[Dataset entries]
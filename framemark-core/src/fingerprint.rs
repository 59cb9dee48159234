//! Perceptual fingerprints of decoded frames.
//!
//! A fingerprint is a 64-bit perceptual hash rendered as 16 lowercase hex
//! characters. It stays stable across light re-encoding and small resizes but
//! changes when a region of the frame is replaced.
//!
//! # Algorithm
//!
//! The default is a DCT-based pHash: the frame is reduced to grayscale,
//! downscaled, transformed with a 2D DCT and the 8x8 low-frequency block is
//! thresholded against its mean. Hashing itself is delegated to
//! `image_hasher`.
//!
//! Before hashing, the least significant bit of every channel is cleared.
//! Watermark codecs that write into that bit plane therefore never move the
//! fingerprint of the frame they mark.
//!
//! # Usage
//!
//! ```
//! use framemark_core::frame::Frame;
//! use framemark_core::fingerprint::{HashAlgorithm, PerceptualHasher};
//!
//! let frame = Frame::new(0, 2, 2, vec![0, 64, 128, 255, 32, 16, 8, 4, 2, 1, 0, 200]).unwrap();
//! let hasher = PerceptualHasher::new(HashAlgorithm::PHash);
//! let fp = hasher.fingerprint(&frame).unwrap();
//! assert_eq!(fp.to_hex().len(), 16);
//! ```

use image::{DynamicImage, RgbImage};
use image_hasher::{HashAlg, HasherConfig};
use serde::{Deserialize, Serialize};

use crate::error::{FramemarkError, Result};
use crate::frame::Frame;

/// Fixed fingerprint size in bytes (64 bits).
pub const FINGERPRINT_SIZE: usize = 8;

/// Hash grid edge; `HASH_GRID * HASH_GRID` bits per fingerprint.
const HASH_GRID: u32 = 8;

/// Bit plane cleared before hashing.
const LSB_MASK: u8 = 0xFE;

/// Perceptual hash algorithm selection.
#[derive(Debug, Clone, Copy, PartialEq, Eq, Default, Serialize, Deserialize)]
pub enum HashAlgorithm {
    /// DCT mean hash. Most tolerant of compression; recommended.
    #[default]
    PHash,
    /// Average hash over the downscaled grayscale frame.
    Mean,
    /// Horizontal gradient (dHash).
    Gradient,
    /// Grid-based Blockhash.
    Blockhash,
}

impl HashAlgorithm {
    fn hasher_config(self) -> HasherConfig {
        let config = HasherConfig::new().hash_size(HASH_GRID, HASH_GRID);
        match self {
            Self::PHash => config.hash_alg(HashAlg::Mean).preproc_dct(),
            Self::Mean => config.hash_alg(HashAlg::Mean),
            Self::Gradient => config.hash_alg(HashAlg::Gradient),
            Self::Blockhash => config.hash_alg(HashAlg::Blockhash),
        }
    }
}

impl std::str::FromStr for HashAlgorithm {
    type Err = FramemarkError;

    fn from_str(s: &str) -> Result<Self> {
        match s.to_ascii_lowercase().as_str() {
            "phash" => Ok(Self::PHash),
            "mean" | "ahash" => Ok(Self::Mean),
            "gradient" | "dhash" => Ok(Self::Gradient),
            "blockhash" => Ok(Self::Blockhash),
            other => Err(FramemarkError::InvalidConfig(format!(
                "unknown hash algorithm: {other}"
            ))),
        }
    }
}

/// A frame's perceptual fingerprint.
#[derive(Debug, Clone, PartialEq, Eq, Serialize, Deserialize)]
pub struct Fingerprint {
    bytes: Vec<u8>,
    algorithm: HashAlgorithm,
}

impl Fingerprint {
    pub fn from_bytes(bytes: Vec<u8>, algorithm: HashAlgorithm) -> Self {
        Self { bytes, algorithm }
    }

    /// Parse a fingerprint previously rendered with [`Fingerprint::to_hex`].
    pub fn from_hex(hex_str: &str, algorithm: HashAlgorithm) -> Result<Self> {
        let bytes = hex::decode(hex_str).map_err(|e| {
            FramemarkError::InvalidConfig(format!("invalid fingerprint hex: {e}"))
        })?;
        Ok(Self::from_bytes(bytes, algorithm))
    }

    pub fn as_bytes(&self) -> &[u8] {
        &self.bytes
    }

    pub fn algorithm(&self) -> HashAlgorithm {
        self.algorithm
    }

    /// Lowercase hex rendering. This string is what auth codes are keyed over.
    pub fn to_hex(&self) -> String {
        hex::encode(&self.bytes)
    }

    /// Number of differing bits, or `None` when the fingerprints are not comparable.
    pub fn hamming_distance(&self, other: &Self) -> Option<u32> {
        if self.algorithm != other.algorithm {
            return None;
        }
        hamming_distance(&self.bytes, &other.bytes)
    }

    /// Whether two fingerprints are within `threshold` bits of each other.
    pub fn is_similar(&self, other: &Self, threshold: u32) -> bool {
        self.hamming_distance(other)
            .map(|distance| distance <= threshold)
            .unwrap_or(false)
    }
}

impl std::fmt::Display for Fingerprint {
    fn fmt(&self, f: &mut std::fmt::Formatter<'_>) -> std::fmt::Result {
        f.write_str(&self.to_hex())
    }
}

/// Perceptual hasher configuration and computation.
#[derive(Debug, Clone, Copy, Default)]
pub struct PerceptualHasher {
    algorithm: HashAlgorithm,
}

impl PerceptualHasher {
    pub fn new(algorithm: HashAlgorithm) -> Self {
        Self { algorithm }
    }

    pub fn algorithm(&self) -> HashAlgorithm {
        self.algorithm
    }

    /// Compute the fingerprint of a frame.
    ///
    /// Fails with [`FramemarkError::InvalidFrame`] for zero-sized frames.
    pub fn fingerprint(&self, frame: &Frame) -> Result<Fingerprint> {
        if frame.is_empty() || frame.width() == 0 || frame.height() == 0 {
            return Err(FramemarkError::InvalidFrame(format!(
                "frame {} has no pixels ({}x{})",
                frame.index(),
                frame.width(),
                frame.height()
            )));
        }

        let masked: Vec<u8> = frame.pixels().iter().map(|p| p & LSB_MASK).collect();
        let image = RgbImage::from_raw(frame.width(), frame.height(), masked).ok_or_else(|| {
            FramemarkError::InvalidFrame(format!(
                "frame {} pixel buffer does not match its dimensions",
                frame.index()
            ))
        })?;

        Ok(self.fingerprint_image(&DynamicImage::ImageRgb8(image)))
    }

    /// Fingerprint an already-decoded image as-is (no bit-plane masking).
    pub fn fingerprint_image(&self, image: &DynamicImage) -> Fingerprint {
        let hasher = self.algorithm.hasher_config().to_hasher();
        let hash = hasher.hash_image(image);
        Fingerprint::from_bytes(hash.as_bytes().to_vec(), self.algorithm)
    }

    /// Decode image bytes (PNG or JPEG) and fingerprint them as frame 0.
    pub fn fingerprint_bytes(&self, image_data: &[u8]) -> Result<Fingerprint> {
        let image = image::load_from_memory(image_data)?;
        self.fingerprint(&Frame::from_dynamic_image(0, &image))
    }
}

/// Fingerprint a frame with the default algorithm.
pub fn fingerprint(frame: &Frame) -> Result<Fingerprint> {
    PerceptualHasher::default().fingerprint(frame)
}

/// Count differing bits between two equally sized hashes.
///
/// Returns `None` if either side is empty or the sizes differ.
pub fn hamming_distance(hash1: &[u8], hash2: &[u8]) -> Option<u32> {
    if hash1.is_empty() || hash1.len() != hash2.len() {
        return None;
    }

    Some(
        hash1
            .iter()
            .zip(hash2.iter())
            .map(|(a, b)| (a ^ b).count_ones())
            .sum(),
    )
}

#[cfg(test)]
mod tests {
    use super::*;

    fn gradient_frame(index: u64, width: u32, height: u32) -> Frame {
        let image = RgbImage::from_fn(width, height, |x, y| {
            let r = (x * 255 / width) as u8;
            let g = (y * 255 / height) as u8;
            let b = if (x / 8 + y / 8) % 2 == 0 { 200 } else { 40 };
            image::Rgb([r, g, b])
        });
        Frame::from_rgb_image(index, image)
    }

    fn inverted(frame: &Frame) -> Frame {
        let pixels = frame.pixels().iter().map(|p| 255 - p).collect();
        frame.with_pixels(pixels).unwrap()
    }

    #[test]
    fn test_hash_algorithm_default() {
        assert_eq!(HashAlgorithm::default(), HashAlgorithm::PHash);
        assert_eq!(PerceptualHasher::default().algorithm(), HashAlgorithm::PHash);
    }

    #[test]
    fn test_hash_algorithm_from_str() {
        assert_eq!("pHash".parse::<HashAlgorithm>().unwrap(), HashAlgorithm::PHash);
        assert_eq!("dhash".parse::<HashAlgorithm>().unwrap(), HashAlgorithm::Gradient);
        assert!("md5".parse::<HashAlgorithm>().is_err());
    }

    #[test]
    fn test_fingerprint_is_16_lowercase_hex_chars() {
        let fp = fingerprint(&gradient_frame(0, 64, 48)).unwrap();
        let hex = fp.to_hex();
        assert_eq!(fp.as_bytes().len(), FINGERPRINT_SIZE);
        assert_eq!(hex.len(), 16);
        assert!(hex.chars().all(|c| c.is_ascii_digit() || ('a'..='f').contains(&c)));
    }

    #[test]
    fn test_identical_content_identical_fingerprint() {
        let a = gradient_frame(0, 64, 48);
        let b = gradient_frame(9, 64, 48);
        assert_eq!(fingerprint(&a).unwrap(), fingerprint(&b).unwrap());
    }

    #[test]
    fn test_lsb_plane_is_ignored() {
        let frame = gradient_frame(0, 64, 48);
        let flipped = frame.with_pixels(frame.pixels().iter().map(|p| p ^ 1).collect()).unwrap();
        assert_eq!(fingerprint(&frame).unwrap(), fingerprint(&flipped).unwrap());
    }

    #[test]
    fn test_inverted_content_changes_fingerprint() {
        let frame = gradient_frame(0, 64, 48);
        let fp1 = fingerprint(&frame).unwrap();
        let fp2 = fingerprint(&inverted(&frame)).unwrap();
        assert_ne!(fp1, fp2);
        assert!(fp1.hamming_distance(&fp2).unwrap() > 0);
    }

    #[test]
    fn test_empty_frame_is_invalid() {
        let frame = Frame::new(3, 0, 0, Vec::new()).unwrap();
        assert!(matches!(
            fingerprint(&frame),
            Err(FramemarkError::InvalidFrame(_))
        ));
    }

    #[test]
    fn test_hamming_distance_identical() {
        let hash = [0x00, 0xFF, 0xAA, 0x55, 0x00, 0xFF, 0xAA, 0x55];
        assert_eq!(hamming_distance(&hash, &hash), Some(0));
    }

    #[test]
    fn test_hamming_distance_all_bits() {
        assert_eq!(hamming_distance(&[0x00; 8], &[0xFF; 8]), Some(64));
    }

    #[test]
    fn test_hamming_distance_rejects_size_mismatch_and_empty() {
        assert_eq!(hamming_distance(&[0x00; 5], &[0x00; 8]), None);
        assert_eq!(hamming_distance(&[], &[]), None);
    }

    #[test]
    fn test_fingerprint_hex_roundtrip() {
        let original = Fingerprint::from_bytes(
            vec![0xDE, 0xAD, 0xBE, 0xEF, 0xCA, 0xFE, 0xBA, 0xBE],
            HashAlgorithm::PHash,
        );
        assert_eq!(original.to_string(), "deadbeefcafebabe");
        let restored = Fingerprint::from_hex("deadbeefcafebabe", HashAlgorithm::PHash).unwrap();
        assert_eq!(restored, original);
    }

    #[test]
    fn test_similarity_threshold() {
        let a = Fingerprint::from_bytes(vec![0x00; 8], HashAlgorithm::PHash);
        let b = Fingerprint::from_bytes(vec![0x01, 0, 0, 0, 0, 0, 0, 0], HashAlgorithm::PHash);
        assert!(a.is_similar(&b, 1));
        assert!(!a.is_similar(&b, 0));

        let other_alg = Fingerprint::from_bytes(vec![0x00; 8], HashAlgorithm::Mean);
        assert!(!a.is_similar(&other_alg, 64));
    }
}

[Task description]
If a line in the records contains "Blockhash", report it.

[Written response]
    /// Grid-based Blockhash.
    Blockhash,
            Self::Blockhash => config.hash_alg(HashAlg::Blockhash),
            "blockhash" => Ok(Self::Blockhash),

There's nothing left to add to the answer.